Post-anarchism
Post-anarchism is the term used to represent anarchist philosophies developed using post-structuralist and postmodernist approaches. Thus it is not a single coherent theory, but rather is different for each thinker, who utilize the combined works of any number of post-structuralists (Michel Foucault, Gilles Deleuze), postmodern feminists (Judith Butler), and post-Marxists (Ernesto Laclau, Chantal Mouffe, Jean Baudrillard), thus varying rather widely in approach.
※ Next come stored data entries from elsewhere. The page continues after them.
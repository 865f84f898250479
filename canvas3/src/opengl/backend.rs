use canvas3_types::{glam::IVec2, ClipRect, RawTextureHandle, Rgba, Viewport};
use image::RgbaImage;

use crate::{font::FontCache, surface::MeshSurface};

/// Fixed-function switches tracked by the state cache.
#[derive(Debug, Copy, Clone, PartialEq, Eq, Hash)]
pub enum GlCapability {
    Blend,
    DepthTest,
    ScissorTest,
    Texture2D,
    CullFace,
    AlphaTest,
    Multisample,
}

#[derive(Debug, Copy, Clone, PartialEq, Eq, Hash)]
pub enum BlendFactor {
    Zero,
    One,
    SrcColor,
    SrcAlpha,
    OneMinusSrcAlpha,
    DstColor,
}

/// The OpenGL context underneath the driver.
///
/// Pixel positions are framebuffer pixels with a top-left origin, except for
/// [`GlBackend::read_pixels`] which follows GL and counts from the bottom.
pub trait GlBackend: MeshSurface {
    fn renderer(&self) -> Option<&str>;
    fn version(&self) -> Option<&str>;
    fn vendor(&self) -> Option<&str>;

    /// Space separated extension names, as `GL_EXTENSIONS` reports them.
    fn extensions(&self) -> &str;

    fn set_capability(&mut self, capability: GlCapability, enabled: bool);
    fn set_blend_func(&mut self, src: BlendFactor, dst: BlendFactor);

    fn set_viewport(&mut self, viewport: Viewport, framebuffer: IVec2);
    /// Scissor rectangle relative to the viewport.
    fn set_scissor(&mut self, rect: ClipRect);

    fn clear(&mut self, color: Rgba);

    /// Writes `size.x * size.y` pixels, rows top to bottom.
    fn draw_pixels(&mut self, pos: IVec2, size: IVec2, data: &[Rgba]);

    /// Reads pixels whose bottom-left corner is `pos`, rows bottom to top.
    fn read_pixels(&mut self, pos: IVec2, size: IVec2) -> Option<Vec<Rgba>>;

    fn upload_texture(&mut self, texture: RawTextureHandle, image: &RgbaImage);
    fn delete_texture(&mut self, texture: RawTextureHandle);

    fn flush(&mut self);
    fn finish(&mut self);

    /// Glyph cache drawing through this context, if the backend has one.
    fn create_font_cache(&mut self) -> Option<Box<dyn FontCache>> {
        None
    }
}
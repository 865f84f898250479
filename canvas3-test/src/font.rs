use canvas3::{font::Font, types::glam::IVec2};

/// Monospaced font with fixed glyph cells. Lines are split on `\n`.
#[derive(Debug, Copy, Clone)]
pub struct TestFont {
    pub glyph_width: i32,
    pub line_height: i32,
}

impl TestFont {
    pub const fn new(glyph_width: i32, line_height: i32) -> Self {
        Self {
            glyph_width,
            line_height,
        }
    }
}

impl Default for TestFont {
    fn default() -> Self {
        Self::new(8, 12)
    }
}

impl Font for TestFont {
    fn text_height(&self) -> i32 {
        self.line_height
    }

    fn dimensions(&self, text: &str) -> IVec2 {
        let widest = text.lines().map(|line| line.chars().count()).max().unwrap_or(0) as i32;
        let lines = text.lines().count().max(1) as i32;
        IVec2::new(widest * self.glyph_width, lines * self.line_height)
    }

    fn ascent(&self) -> i32 {
        self.line_height * 3 / 4
    }
}
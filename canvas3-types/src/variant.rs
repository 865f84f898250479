/// Type tag of a [`Variant`].
#[derive(Debug, Copy, Clone, PartialEq, Eq, Hash)]
pub enum VariantKind {
    Long,
    Bool,
    String,
    Float,
}

/// A typed value passed through the indexed option protocol.
#[derive(Debug, Clone, PartialEq)]
pub enum Variant {
    Long(i64),
    Bool(bool),
    String(String),
    Float(f32),
}

impl Variant {
    pub fn kind(&self) -> VariantKind {
        match self {
            Self::Long(_) => VariantKind::Long,
            Self::Bool(_) => VariantKind::Bool,
            Self::String(_) => VariantKind::String,
            Self::Float(_) => VariantKind::Float,
        }
    }

    pub fn as_long(&self) -> Option<i64> {
        match *self {
            Self::Long(v) => Some(v),
            _ => None,
        }
    }

    pub fn as_bool(&self) -> Option<bool> {
        match *self {
            Self::Bool(v) => Some(v),
            _ => None,
        }
    }

    pub fn as_str(&self) -> Option<&str> {
        match self {
            Self::String(v) => Some(v),
            _ => None,
        }
    }
}

/// Describes one entry of an indexed option table.
#[derive(Debug, Copy, Clone, PartialEq, Eq)]
pub struct OptionDescription {
    pub id: usize,
    pub name: &'static str,
    pub description: &'static str,
    pub kind: VariantKind,
}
The prefix "post-" does not mean 'after anarchism', but refers to the challenging and disruption of typically accepted assumptions. In the case of post-anarchism, this means a rejection of the epistemological foundations of classic anarchist theories as essentialist or reductionist. For one thing, such an approach widens the conception of what it means to have power over another individual, encouraging those who act against power to become aware of how their very resistance often becomes overdetermined by power as well. It argues that capitalism and the state are not the only sources of domination that should be confronted, and that new approaches need to be developed to combat the network-centric structures of domination in a postmodern epoch. Although thinkers such as Foucault, Deleuze, Derrida, Butler, Lacan, and Lyotard are not explicitly self-described anarchists, their ideas nevertheless serve of great importance given that their thought is certainly some of the most thoroughly anti-authoritarian to emerge in the history of philosophy.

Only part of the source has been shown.